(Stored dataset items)
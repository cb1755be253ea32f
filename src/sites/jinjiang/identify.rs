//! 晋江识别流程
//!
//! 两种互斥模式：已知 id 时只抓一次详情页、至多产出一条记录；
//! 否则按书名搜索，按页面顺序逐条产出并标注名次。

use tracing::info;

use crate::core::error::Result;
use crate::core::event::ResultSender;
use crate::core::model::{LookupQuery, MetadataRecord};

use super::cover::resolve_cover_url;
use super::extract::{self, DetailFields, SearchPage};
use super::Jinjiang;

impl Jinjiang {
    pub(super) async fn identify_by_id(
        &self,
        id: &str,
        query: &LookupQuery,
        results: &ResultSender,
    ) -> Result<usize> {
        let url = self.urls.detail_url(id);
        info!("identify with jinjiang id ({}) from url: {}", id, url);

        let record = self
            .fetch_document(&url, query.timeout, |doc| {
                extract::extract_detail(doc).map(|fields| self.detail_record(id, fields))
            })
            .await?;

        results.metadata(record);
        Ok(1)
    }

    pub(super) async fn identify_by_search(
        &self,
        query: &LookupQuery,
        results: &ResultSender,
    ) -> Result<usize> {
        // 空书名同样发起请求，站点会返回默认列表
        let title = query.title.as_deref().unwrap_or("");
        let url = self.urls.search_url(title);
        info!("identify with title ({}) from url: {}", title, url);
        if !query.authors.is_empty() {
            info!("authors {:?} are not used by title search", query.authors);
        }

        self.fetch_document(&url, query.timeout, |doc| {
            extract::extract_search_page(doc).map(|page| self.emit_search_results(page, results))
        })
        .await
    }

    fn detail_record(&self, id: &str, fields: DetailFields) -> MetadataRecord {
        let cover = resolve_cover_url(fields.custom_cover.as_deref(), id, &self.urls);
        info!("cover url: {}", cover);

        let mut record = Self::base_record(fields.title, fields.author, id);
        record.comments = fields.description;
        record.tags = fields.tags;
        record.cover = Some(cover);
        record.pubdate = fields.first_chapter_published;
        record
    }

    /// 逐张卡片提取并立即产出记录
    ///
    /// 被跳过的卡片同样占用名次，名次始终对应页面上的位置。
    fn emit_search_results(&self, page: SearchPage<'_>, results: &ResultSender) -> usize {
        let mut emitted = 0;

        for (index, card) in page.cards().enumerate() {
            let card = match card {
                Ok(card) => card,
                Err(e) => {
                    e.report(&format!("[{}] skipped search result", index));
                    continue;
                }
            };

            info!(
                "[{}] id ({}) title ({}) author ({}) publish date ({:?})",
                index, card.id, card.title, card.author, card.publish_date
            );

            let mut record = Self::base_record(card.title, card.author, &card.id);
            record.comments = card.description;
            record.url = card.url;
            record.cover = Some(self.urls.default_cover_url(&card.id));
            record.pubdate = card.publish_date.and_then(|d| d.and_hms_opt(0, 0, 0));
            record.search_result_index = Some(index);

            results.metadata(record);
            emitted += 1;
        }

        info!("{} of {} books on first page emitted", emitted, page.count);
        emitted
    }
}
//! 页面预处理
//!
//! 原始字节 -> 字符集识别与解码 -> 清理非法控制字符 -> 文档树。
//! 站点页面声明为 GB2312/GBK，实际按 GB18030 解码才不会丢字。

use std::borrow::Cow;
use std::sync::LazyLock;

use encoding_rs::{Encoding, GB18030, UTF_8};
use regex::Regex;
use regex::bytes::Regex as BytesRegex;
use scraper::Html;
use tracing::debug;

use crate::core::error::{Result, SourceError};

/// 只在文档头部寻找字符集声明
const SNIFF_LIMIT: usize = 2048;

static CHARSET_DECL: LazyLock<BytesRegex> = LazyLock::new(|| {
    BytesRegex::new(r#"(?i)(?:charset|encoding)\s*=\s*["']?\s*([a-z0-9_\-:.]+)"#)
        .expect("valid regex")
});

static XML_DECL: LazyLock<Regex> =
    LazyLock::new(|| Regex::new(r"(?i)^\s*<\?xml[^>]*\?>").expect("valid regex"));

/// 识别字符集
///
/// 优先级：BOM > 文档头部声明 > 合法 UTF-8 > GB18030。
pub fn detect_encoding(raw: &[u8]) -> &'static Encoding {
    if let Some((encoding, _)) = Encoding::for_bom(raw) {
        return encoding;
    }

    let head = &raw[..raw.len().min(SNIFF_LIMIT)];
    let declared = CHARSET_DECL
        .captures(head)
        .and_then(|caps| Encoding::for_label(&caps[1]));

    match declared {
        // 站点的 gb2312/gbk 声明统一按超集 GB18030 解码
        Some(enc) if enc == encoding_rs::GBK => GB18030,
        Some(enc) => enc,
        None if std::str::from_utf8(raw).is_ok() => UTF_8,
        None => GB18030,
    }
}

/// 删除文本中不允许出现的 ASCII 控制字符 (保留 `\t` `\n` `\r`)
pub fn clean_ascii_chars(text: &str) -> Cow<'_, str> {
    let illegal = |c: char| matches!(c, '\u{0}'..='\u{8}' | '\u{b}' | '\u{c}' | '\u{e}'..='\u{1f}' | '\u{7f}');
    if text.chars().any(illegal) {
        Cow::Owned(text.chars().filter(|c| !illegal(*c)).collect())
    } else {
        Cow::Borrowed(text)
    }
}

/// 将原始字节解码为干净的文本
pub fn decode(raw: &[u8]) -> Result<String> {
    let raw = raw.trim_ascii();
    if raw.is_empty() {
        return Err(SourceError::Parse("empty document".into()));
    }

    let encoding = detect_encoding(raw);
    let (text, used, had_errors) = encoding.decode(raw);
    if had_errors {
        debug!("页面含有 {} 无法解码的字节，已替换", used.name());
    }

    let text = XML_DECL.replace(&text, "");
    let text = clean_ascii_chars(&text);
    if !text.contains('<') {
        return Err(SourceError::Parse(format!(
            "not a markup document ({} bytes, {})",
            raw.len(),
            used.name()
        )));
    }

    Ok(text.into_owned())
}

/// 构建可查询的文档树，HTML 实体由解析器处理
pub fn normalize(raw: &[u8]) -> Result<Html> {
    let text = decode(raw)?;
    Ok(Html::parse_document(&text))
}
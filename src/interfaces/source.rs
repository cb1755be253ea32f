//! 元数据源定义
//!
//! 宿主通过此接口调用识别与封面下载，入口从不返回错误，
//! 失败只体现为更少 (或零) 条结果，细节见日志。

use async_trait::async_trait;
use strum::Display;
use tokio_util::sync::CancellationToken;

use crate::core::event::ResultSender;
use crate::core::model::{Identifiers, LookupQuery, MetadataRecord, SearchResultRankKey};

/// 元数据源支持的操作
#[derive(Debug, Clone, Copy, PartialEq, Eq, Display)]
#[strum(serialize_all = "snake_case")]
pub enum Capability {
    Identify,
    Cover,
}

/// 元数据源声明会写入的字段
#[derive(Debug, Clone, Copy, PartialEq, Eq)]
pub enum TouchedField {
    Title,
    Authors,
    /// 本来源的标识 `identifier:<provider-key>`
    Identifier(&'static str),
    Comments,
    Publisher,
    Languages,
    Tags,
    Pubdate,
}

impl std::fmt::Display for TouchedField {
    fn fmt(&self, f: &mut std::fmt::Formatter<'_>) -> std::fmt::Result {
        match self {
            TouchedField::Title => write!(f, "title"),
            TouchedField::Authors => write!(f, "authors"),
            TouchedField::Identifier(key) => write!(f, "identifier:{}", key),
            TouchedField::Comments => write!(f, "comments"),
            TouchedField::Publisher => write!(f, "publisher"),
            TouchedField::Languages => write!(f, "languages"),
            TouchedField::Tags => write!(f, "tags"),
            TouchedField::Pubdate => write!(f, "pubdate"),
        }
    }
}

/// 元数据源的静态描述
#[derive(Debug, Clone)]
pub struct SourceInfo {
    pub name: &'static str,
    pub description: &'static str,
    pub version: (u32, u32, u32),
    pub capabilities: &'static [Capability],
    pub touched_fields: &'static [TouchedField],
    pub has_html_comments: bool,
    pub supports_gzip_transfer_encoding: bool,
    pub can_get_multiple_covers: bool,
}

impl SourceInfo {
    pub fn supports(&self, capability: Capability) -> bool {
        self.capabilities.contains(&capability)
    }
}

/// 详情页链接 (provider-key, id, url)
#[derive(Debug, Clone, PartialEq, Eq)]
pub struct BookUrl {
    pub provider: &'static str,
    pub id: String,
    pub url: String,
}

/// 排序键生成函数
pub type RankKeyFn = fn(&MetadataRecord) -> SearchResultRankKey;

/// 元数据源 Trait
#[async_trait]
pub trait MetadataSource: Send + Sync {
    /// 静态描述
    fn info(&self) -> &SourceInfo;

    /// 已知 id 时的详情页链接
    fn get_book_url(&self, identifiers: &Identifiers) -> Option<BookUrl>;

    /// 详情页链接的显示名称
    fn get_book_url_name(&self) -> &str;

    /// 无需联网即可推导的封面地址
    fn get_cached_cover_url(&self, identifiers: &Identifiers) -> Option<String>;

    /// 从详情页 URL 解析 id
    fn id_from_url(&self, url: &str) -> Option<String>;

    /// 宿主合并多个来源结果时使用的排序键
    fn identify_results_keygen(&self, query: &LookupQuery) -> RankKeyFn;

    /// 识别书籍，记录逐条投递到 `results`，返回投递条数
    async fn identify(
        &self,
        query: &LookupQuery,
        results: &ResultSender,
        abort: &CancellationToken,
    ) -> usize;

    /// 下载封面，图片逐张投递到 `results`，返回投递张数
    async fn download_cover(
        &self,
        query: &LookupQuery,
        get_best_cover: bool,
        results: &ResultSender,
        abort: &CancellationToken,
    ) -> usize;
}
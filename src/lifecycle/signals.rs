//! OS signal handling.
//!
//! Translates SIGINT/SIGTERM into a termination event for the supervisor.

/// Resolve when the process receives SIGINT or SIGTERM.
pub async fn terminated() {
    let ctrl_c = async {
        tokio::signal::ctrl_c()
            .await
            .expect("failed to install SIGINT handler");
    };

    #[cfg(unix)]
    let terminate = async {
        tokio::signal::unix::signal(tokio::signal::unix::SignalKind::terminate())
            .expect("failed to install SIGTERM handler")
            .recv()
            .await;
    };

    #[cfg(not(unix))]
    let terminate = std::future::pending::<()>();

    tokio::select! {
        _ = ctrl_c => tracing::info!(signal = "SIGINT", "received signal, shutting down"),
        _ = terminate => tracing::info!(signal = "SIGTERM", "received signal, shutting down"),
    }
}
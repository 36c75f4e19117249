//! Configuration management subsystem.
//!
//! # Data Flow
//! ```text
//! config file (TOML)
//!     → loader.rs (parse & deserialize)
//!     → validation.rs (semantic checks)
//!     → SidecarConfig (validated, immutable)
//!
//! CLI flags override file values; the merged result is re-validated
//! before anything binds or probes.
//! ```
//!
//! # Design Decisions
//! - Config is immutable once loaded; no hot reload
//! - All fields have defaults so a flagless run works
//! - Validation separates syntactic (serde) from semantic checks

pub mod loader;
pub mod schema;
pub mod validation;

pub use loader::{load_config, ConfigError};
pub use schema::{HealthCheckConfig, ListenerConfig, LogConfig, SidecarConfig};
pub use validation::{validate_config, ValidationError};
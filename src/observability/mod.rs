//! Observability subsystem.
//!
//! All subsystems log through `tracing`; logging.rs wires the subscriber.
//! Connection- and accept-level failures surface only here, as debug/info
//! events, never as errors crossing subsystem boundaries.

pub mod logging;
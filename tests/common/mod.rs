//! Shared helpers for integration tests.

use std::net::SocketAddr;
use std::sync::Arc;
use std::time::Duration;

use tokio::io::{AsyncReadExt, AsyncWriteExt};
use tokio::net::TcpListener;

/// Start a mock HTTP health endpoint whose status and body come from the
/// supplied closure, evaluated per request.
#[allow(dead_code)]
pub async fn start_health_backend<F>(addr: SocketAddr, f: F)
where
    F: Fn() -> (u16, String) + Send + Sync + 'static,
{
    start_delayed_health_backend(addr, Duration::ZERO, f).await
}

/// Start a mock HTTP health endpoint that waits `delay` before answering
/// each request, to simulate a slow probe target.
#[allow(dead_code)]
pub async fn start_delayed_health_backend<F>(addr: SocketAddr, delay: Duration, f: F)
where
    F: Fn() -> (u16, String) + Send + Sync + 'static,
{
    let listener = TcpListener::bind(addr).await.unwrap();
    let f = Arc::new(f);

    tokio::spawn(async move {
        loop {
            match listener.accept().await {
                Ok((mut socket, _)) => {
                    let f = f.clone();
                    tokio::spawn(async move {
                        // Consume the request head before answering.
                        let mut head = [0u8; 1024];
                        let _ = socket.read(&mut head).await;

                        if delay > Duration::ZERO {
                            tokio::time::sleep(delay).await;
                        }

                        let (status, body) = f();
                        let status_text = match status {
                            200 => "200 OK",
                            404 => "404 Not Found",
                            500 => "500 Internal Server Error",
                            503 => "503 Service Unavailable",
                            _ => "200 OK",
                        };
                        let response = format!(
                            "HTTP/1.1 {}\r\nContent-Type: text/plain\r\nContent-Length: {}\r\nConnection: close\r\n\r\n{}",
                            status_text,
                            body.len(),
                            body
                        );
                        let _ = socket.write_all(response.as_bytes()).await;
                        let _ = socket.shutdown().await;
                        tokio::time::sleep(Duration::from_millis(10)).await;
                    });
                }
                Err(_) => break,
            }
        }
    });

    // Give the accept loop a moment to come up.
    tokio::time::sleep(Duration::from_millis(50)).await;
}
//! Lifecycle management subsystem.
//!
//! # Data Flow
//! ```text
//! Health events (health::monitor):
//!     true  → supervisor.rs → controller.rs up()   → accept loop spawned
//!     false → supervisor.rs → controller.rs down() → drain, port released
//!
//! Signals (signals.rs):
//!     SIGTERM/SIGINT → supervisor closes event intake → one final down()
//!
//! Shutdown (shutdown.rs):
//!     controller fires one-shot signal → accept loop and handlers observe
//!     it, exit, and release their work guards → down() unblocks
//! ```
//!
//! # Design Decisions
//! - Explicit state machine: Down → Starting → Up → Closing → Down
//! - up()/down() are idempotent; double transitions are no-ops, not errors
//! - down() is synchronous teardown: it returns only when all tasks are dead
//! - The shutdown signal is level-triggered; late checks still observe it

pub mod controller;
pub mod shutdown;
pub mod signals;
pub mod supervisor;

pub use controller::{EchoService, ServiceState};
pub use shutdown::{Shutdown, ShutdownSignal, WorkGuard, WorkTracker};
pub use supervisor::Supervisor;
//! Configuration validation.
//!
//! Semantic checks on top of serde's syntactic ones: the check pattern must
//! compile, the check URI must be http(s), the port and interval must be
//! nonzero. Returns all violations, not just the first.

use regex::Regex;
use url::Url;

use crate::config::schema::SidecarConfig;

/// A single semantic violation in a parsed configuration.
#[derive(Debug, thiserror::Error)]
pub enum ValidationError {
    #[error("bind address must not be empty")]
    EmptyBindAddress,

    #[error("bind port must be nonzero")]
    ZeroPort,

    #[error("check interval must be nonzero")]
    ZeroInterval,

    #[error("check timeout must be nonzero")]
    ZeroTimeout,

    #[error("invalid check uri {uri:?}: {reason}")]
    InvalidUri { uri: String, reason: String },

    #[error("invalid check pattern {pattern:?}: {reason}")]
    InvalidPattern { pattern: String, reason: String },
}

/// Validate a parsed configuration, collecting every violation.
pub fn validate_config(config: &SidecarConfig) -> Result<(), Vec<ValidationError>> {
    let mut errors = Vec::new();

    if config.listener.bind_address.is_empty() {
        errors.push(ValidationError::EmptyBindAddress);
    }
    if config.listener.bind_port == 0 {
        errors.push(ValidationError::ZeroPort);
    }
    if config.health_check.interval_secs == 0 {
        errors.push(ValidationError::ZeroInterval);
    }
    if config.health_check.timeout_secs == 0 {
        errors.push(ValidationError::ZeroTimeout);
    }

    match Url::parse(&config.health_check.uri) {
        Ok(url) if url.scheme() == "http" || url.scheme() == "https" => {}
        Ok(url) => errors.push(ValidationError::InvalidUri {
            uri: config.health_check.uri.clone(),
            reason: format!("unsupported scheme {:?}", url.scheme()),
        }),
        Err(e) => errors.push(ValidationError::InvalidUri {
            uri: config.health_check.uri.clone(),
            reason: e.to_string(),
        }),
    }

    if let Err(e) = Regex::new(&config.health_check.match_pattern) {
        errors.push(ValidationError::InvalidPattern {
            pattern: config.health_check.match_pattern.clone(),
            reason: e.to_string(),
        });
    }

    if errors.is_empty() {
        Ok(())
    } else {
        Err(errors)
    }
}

## Work order
Pull out all lines in the data above that include "Copy".

## Exercise result
#[derive(Debug, Clone, Copy, PartialEq, Eq, Display)]
#[derive(Debug, Clone, Copy, PartialEq, Eq)]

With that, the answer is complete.